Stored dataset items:
****************

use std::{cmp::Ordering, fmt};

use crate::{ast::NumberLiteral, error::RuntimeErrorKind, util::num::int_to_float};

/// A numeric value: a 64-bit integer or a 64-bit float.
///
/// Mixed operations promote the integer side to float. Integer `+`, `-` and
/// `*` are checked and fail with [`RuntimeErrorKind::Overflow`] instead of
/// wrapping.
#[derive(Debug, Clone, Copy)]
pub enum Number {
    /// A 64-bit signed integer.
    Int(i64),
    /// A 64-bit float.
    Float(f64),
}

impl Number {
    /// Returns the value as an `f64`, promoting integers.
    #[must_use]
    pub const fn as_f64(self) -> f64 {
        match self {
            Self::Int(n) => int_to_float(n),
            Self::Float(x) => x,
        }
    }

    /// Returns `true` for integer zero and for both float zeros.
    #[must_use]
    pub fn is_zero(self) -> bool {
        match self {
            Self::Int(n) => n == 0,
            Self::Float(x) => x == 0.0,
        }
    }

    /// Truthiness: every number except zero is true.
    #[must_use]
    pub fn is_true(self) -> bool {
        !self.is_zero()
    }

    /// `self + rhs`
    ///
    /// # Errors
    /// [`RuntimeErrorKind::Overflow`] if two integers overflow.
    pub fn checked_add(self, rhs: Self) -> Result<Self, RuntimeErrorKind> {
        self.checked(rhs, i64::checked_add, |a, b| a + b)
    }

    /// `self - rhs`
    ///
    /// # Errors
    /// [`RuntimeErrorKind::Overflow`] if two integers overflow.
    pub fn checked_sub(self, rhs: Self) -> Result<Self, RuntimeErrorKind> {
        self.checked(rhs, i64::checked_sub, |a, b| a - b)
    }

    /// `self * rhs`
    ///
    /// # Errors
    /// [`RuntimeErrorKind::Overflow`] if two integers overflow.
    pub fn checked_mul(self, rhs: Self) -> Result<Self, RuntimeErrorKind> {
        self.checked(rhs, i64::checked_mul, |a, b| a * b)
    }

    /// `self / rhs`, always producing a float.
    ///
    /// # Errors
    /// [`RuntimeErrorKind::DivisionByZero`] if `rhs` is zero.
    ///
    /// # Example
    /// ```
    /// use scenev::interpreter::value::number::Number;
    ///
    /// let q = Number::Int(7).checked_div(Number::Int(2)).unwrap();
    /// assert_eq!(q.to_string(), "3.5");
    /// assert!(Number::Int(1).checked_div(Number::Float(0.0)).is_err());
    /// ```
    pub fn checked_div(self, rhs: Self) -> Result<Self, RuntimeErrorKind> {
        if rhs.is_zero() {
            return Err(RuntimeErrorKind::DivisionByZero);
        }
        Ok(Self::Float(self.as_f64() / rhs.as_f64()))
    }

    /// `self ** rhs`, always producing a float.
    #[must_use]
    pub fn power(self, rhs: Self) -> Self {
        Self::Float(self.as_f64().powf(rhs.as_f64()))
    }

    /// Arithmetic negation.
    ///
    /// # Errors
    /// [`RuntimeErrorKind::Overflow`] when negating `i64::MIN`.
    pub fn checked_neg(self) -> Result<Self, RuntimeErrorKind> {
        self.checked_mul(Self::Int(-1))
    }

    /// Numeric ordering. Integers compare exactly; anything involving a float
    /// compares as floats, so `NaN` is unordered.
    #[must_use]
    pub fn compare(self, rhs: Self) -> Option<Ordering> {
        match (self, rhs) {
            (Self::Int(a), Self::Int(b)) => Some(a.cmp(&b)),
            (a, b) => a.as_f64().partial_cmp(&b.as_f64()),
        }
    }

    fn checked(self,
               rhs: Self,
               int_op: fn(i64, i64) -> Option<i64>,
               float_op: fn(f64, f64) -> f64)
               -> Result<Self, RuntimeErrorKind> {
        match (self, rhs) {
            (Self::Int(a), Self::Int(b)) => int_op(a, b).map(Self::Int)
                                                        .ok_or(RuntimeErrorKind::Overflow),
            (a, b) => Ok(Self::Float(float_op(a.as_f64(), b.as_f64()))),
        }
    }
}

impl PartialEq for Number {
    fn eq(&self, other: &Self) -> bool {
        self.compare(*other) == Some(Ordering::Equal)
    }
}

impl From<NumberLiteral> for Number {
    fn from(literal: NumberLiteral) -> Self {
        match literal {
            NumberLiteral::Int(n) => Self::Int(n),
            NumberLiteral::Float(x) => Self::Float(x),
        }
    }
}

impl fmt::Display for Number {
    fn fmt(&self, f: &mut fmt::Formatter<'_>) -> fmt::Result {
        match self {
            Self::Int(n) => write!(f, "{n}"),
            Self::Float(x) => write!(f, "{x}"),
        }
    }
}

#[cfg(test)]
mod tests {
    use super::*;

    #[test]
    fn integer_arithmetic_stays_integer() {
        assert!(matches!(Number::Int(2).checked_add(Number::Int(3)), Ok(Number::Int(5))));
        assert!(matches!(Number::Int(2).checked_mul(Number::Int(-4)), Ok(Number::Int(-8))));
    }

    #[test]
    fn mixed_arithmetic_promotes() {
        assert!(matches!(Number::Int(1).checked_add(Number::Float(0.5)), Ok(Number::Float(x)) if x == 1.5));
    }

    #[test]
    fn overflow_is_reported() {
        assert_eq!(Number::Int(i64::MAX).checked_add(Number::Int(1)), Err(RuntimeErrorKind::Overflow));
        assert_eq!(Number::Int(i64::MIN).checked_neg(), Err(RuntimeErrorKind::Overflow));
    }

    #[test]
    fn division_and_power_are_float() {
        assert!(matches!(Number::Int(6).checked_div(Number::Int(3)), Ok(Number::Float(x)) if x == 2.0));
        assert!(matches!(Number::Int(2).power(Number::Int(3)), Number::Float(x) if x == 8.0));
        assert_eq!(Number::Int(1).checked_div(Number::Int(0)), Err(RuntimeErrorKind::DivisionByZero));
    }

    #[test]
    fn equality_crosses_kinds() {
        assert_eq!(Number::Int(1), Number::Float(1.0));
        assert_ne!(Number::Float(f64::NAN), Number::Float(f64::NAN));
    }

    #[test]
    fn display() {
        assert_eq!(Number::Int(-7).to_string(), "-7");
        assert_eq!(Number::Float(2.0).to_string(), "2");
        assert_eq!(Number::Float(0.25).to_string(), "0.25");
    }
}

****************

* [WHAT IS BEING ASKED]: Extract all lines from the data in which "Some" is found.

* [RESPONSE AREA]:
            (Self::Int(a), Self::Int(b)) => Some(a.cmp(&b)),
        self.compare(*other) == Some(Ordering::Equal)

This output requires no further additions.